YOUR OBJECTIVE:
Pick out all lines with the word "ServerConfig" from the records that follow.

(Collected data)
"""
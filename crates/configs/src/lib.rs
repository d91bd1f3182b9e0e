use std::path::{Path, PathBuf};

use anyhow::anyhow;
use anyhow::Result;
use serde::Deserialize;

#[derive(Debug, Clone, Deserialize, Default)]
pub struct AppConfig {
    #[serde(default)]
    pub server: ServerConfig,
    #[serde(default)]
    pub storage: StorageConfig,
    #[serde(default)]
    pub bridge: BridgeConfig,
    #[serde(default)]
    pub chat: ChatConfig,
    #[serde(default)]
    pub launcher: LauncherConfig,
}

#[derive(Debug, Clone, Deserialize)]
pub struct ServerConfig {
    pub host: String,
    pub port: u16,
    #[serde(default)]
    pub worker_threads: Option<usize>,
}

impl Default for ServerConfig {
    fn default() -> Self {
        Self { host: "127.0.0.1".into(), port: 8000, worker_threads: Some(4) }
    }
}

#[derive(Debug, Clone, Deserialize)]
pub struct StorageConfig {
    #[serde(default = "default_users_file")]
    pub users_file: PathBuf,
}

impl Default for StorageConfig {
    fn default() -> Self {
        Self { users_file: default_users_file() }
    }
}

/// Tool bridge (MCP over SSE) settings.
#[derive(Debug, Clone, Deserialize)]
pub struct BridgeConfig {
    #[serde(default = "default_host")]
    pub host: String,
    #[serde(default = "default_bridge_port")]
    pub port: u16,
    /// HTTP API whose operations are republished as tools
    #[serde(default = "default_api_base_url")]
    pub api_base_url: String,
    #[serde(default = "default_openapi_path")]
    pub openapi_path: String,
    #[serde(default = "default_sse_path")]
    pub sse_path: String,
    #[serde(default = "default_message_path")]
    pub message_path: String,
    #[serde(default = "default_request_timeout")]
    pub request_timeout_secs: u64,
}

impl Default for BridgeConfig {
    fn default() -> Self {
        Self {
            host: default_host(),
            port: default_bridge_port(),
            api_base_url: default_api_base_url(),
            openapi_path: default_openapi_path(),
            sse_path: default_sse_path(),
            message_path: default_message_path(),
            request_timeout_secs: default_request_timeout(),
        }
    }
}

#[derive(Debug, Clone, Deserialize)]
pub struct ChatConfig {
    #[serde(default = "default_api_base_url")]
    pub api_base_url: String,
    #[serde(default = "default_bridge_url")]
    pub bridge_url: String,
    #[serde(default = "default_gemini_base_url")]
    pub gemini_base_url: String,
    #[serde(default = "default_model")]
    pub model: String,
    #[serde(default = "default_chat_temperature")]
    pub chat_temperature: f32,
    #[serde(default)]
    pub tool_temperature: f32,
    #[serde(default = "default_max_tool_rounds")]
    pub max_tool_rounds: usize,
    #[serde(default = "default_request_timeout")]
    pub request_timeout_secs: u64,
    /// Never read from TOML; filled from `GEMINI_API_KEY`
    #[serde(skip)]
    pub gemini_api_key: Option<String>,
}

impl Default for ChatConfig {
    fn default() -> Self {
        Self {
            api_base_url: default_api_base_url(),
            bridge_url: default_bridge_url(),
            gemini_base_url: default_gemini_base_url(),
            model: default_model(),
            chat_temperature: default_chat_temperature(),
            tool_temperature: 0.0,
            max_tool_rounds: default_max_tool_rounds(),
            request_timeout_secs: default_request_timeout(),
            gemini_api_key: None,
        }
    }
}

#[derive(Debug, Clone, Deserialize)]
pub struct LauncherConfig {
    #[serde(default = "default_startup_delay")]
    pub startup_delay_ms: u64,
    #[serde(default = "default_shutdown_timeout")]
    pub shutdown_timeout_secs: u64,
}

impl Default for LauncherConfig {
    fn default() -> Self {
        Self { startup_delay_ms: default_startup_delay(), shutdown_timeout_secs: default_shutdown_timeout() }
    }
}

fn default_users_file() -> PathBuf { PathBuf::from("data/users_data.json") }
fn default_host() -> String { "127.0.0.1".into() }
fn default_bridge_port() -> u16 { 8001 }
fn default_api_base_url() -> String { "http://127.0.0.1:8000".into() }
fn default_openapi_path() -> String { "/openapi.json".into() }
fn default_sse_path() -> String { "/sse".into() }
fn default_message_path() -> String { "/messages/".into() }
fn default_bridge_url() -> String { "http://127.0.0.1:8001/sse".into() }
fn default_gemini_base_url() -> String { "https://generativelanguage.googleapis.com".into() }
fn default_model() -> String { "gemini-2.0-flash".into() }
fn default_chat_temperature() -> f32 { 0.7 }
fn default_max_tool_rounds() -> usize { 5 }
fn default_request_timeout() -> u64 { 30 }
fn default_startup_delay() -> u64 { 3000 }
fn default_shutdown_timeout() -> u64 { 5 }

pub fn load_from_file(path: &str) -> Result<AppConfig> {
    let content = std::fs::read_to_string(path)?;
    let cfg: AppConfig = toml::from_str(&content)?;
    Ok(cfg)
}

impl AppConfig {
    /// Load `config.toml` (or `CONFIG_PATH`) when present, otherwise start from
    /// defaults; then apply environment overrides and validate.
    pub fn load_and_validate() -> Result<Self> {
        let path = std::env::var("CONFIG_PATH").unwrap_or_else(|_| "config.toml".to_string());
        let mut cfg = if Path::new(&path).exists() { load_from_file(&path)? } else { AppConfig::default() };
        cfg.apply_env(|key| std::env::var(key).ok());
        cfg.normalize_and_validate()?;
        Ok(cfg)
    }

    /// Overlay values from the environment. The lookup is injected so tests
    /// don't have to mutate the process environment.
    pub fn apply_env<F>(&mut self, lookup: F)
    where
        F: Fn(&str) -> Option<String>,
    {
        if let Some(v) = lookup("SERVER_HOST") { self.server.host = v; }
        if let Some(p) = lookup("SERVER_PORT").and_then(|v| v.parse().ok()) { self.server.port = p; }
        if let Some(w) = lookup("TOKIO_WORKER_THREADS").and_then(|v| v.parse().ok()) {
            self.server.worker_threads = Some(w);
        }
        if let Some(v) = lookup("USERS_DATA_FILE") { self.storage.users_file = PathBuf::from(v); }
        if let Some(v) = lookup("BRIDGE_HOST") { self.bridge.host = v; }
        if let Some(p) = lookup("BRIDGE_PORT").and_then(|v| v.parse().ok()) { self.bridge.port = p; }
        if let Some(v) = lookup("API_BASE_URL") {
            self.bridge.api_base_url = v.clone();
            self.chat.api_base_url = v;
        }
        if let Some(v) = lookup("BRIDGE_URL") { self.chat.bridge_url = v; }
        if let Some(v) = lookup("GEMINI_MODEL") { self.chat.model = v; }
        if let Some(v) = lookup("GEMINI_BASE_URL") { self.chat.gemini_base_url = v; }
        if let Some(v) = lookup("GEMINI_API_KEY").filter(|k| !k.trim().is_empty()) {
            self.chat.gemini_api_key = Some(v);
        }
        if let Some(ms) = lookup("STARTUP_DELAY_MS").and_then(|v| v.parse().ok()) {
            self.launcher.startup_delay_ms = ms;
        }
    }

    pub fn normalize_and_validate(&mut self) -> Result<()> {
        self.server.normalize()?;
        self.storage.validate()?;
        self.bridge.normalize()?;
        self.chat.normalize()?;
        Ok(())
    }
}

impl ServerConfig {
    fn normalize(&mut self) -> Result<()> {
        if self.host.trim().is_empty() {
            self.host = "127.0.0.1".to_string();
        }
        if self.port == 0 {
            return Err(anyhow!("server.port must be in 1..=65535"));
        }
        match self.worker_threads {
            Some(0) | None => self.worker_threads = Some(4),
            Some(_) => {}
        }
        Ok(())
    }
}

impl StorageConfig {
    fn validate(&self) -> Result<()> {
        if self.users_file.as_os_str().is_empty() {
            return Err(anyhow!("storage.users_file must not be empty"));
        }
        Ok(())
    }
}

impl BridgeConfig {
    fn normalize(&mut self) -> Result<()> {
        if self.host.trim().is_empty() {
            self.host = default_host();
        }
        if self.port == 0 {
            return Err(anyhow!("bridge.port must be in 1..=65535"));
        }
        check_http_url("bridge.api_base_url", &self.api_base_url)?;
        self.api_base_url = self.api_base_url.trim_end_matches('/').to_string();
        for (key, path) in [
            ("bridge.openapi_path", &self.openapi_path),
            ("bridge.sse_path", &self.sse_path),
            ("bridge.message_path", &self.message_path),
        ] {
            if !path.starts_with('/') {
                return Err(anyhow!("{key} must start with '/'"));
            }
        }
        if self.sse_path == self.message_path {
            return Err(anyhow!("bridge.sse_path and bridge.message_path must differ"));
        }
        if self.request_timeout_secs == 0 {
            self.request_timeout_secs = default_request_timeout();
        }
        Ok(())
    }
}

impl ChatConfig {
    fn normalize(&mut self) -> Result<()> {
        check_http_url("chat.api_base_url", &self.api_base_url)?;
        check_http_url("chat.bridge_url", &self.bridge_url)?;
        check_http_url("chat.gemini_base_url", &self.gemini_base_url)?;
        self.api_base_url = self.api_base_url.trim_end_matches('/').to_string();
        self.gemini_base_url = self.gemini_base_url.trim_end_matches('/').to_string();
        if self.model.trim().is_empty() {
            self.model = default_model();
        }
        for (key, t) in [("chat.chat_temperature", self.chat_temperature), ("chat.tool_temperature", self.tool_temperature)] {
            if !(0.0..=2.0).contains(&t) {
                return Err(anyhow!("{key} must be within 0.0..=2.0"));
            }
        }
        if self.max_tool_rounds == 0 {
            return Err(anyhow!("chat.max_tool_rounds must be >= 1"));
        }
        if self.request_timeout_secs == 0 {
            self.request_timeout_secs = default_request_timeout();
        }
        Ok(())
    }
}

fn check_http_url(key: &str, url: &str) -> Result<()> {
    let lower = url.to_lowercase();
    if !(lower.starts_with("http://") || lower.starts_with("https://")) {
        return Err(anyhow!("{key} must start with http:// or https://"));
    }
    Ok(())
}

#[cfg(test)]
mod tests {
    use super::*;
    use std::collections::HashMap;

    #[test]
    fn defaults_point_services_at_each_other() {
        let mut cfg = AppConfig::default();
        cfg.normalize_and_validate().unwrap();
        assert_eq!(cfg.server.port, 8000);
        assert_eq!(cfg.bridge.port, 8001);
        assert_eq!(cfg.bridge.api_base_url, "http://127.0.0.1:8000");
        assert_eq!(cfg.chat.bridge_url, "http://127.0.0.1:8001/sse");
        assert_eq!(cfg.storage.users_file, PathBuf::from("data/users_data.json"));
        assert_eq!(cfg.chat.model, "gemini-2.0-flash");
    }

    #[test]
    fn partial_toml_keeps_defaults_for_missing_sections() {
        let cfg: AppConfig = toml::from_str(
            r#"
            [server]
            host = "0.0.0.0"
            port = 9000

            [storage]
            users_file = "/tmp/users.json"
            "#,
        )
        .unwrap();
        assert_eq!(cfg.server.host, "0.0.0.0");
        assert_eq!(cfg.server.port, 9000);
        assert_eq!(cfg.storage.users_file, PathBuf::from("/tmp/users.json"));
        assert_eq!(cfg.bridge.sse_path, "/sse");
        assert_eq!(cfg.launcher.startup_delay_ms, 3000);
    }

    #[test]
    fn env_overrides_win_over_file_values() {
        let env: HashMap<&str, &str> = HashMap::from([
            ("SERVER_PORT", "9100"),
            ("API_BASE_URL", "http://api.local:9100/"),
            ("GEMINI_API_KEY", "secret"),
            ("STARTUP_DELAY_MS", "10"),
        ]);
        let mut cfg = AppConfig::default();
        cfg.apply_env(|k| env.get(k).map(|v| v.to_string()));
        cfg.normalize_and_validate().unwrap();
        assert_eq!(cfg.server.port, 9100);
        assert_eq!(cfg.bridge.api_base_url, "http://api.local:9100");
        assert_eq!(cfg.chat.api_base_url, "http://api.local:9100");
        assert_eq!(cfg.chat.gemini_api_key.as_deref(), Some("secret"));
        assert_eq!(cfg.launcher.startup_delay_ms, 10);
    }

    #[test]
    fn rejects_invalid_values() {
        let mut cfg = AppConfig::default();
        cfg.bridge.api_base_url = "ftp://nope".into();
        assert!(cfg.normalize_and_validate().is_err());

        let mut cfg = AppConfig::default();
        cfg.server.port = 0;
        assert!(cfg.normalize_and_validate().is_err());

        let mut cfg = AppConfig::default();
        cfg.chat.chat_temperature = 3.5;
        assert!(cfg.normalize_and_validate().is_err());

        let mut cfg = AppConfig::default();
        cfg.bridge.message_path = "/sse".into();
        assert!(cfg.normalize_and_validate().is_err());
    }
}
"""
SOLUTION FOR THIS PROBLEM:
    pub server: ServerConfig,
pub struct ServerConfig {
impl Default for ServerConfig {
impl ServerConfig {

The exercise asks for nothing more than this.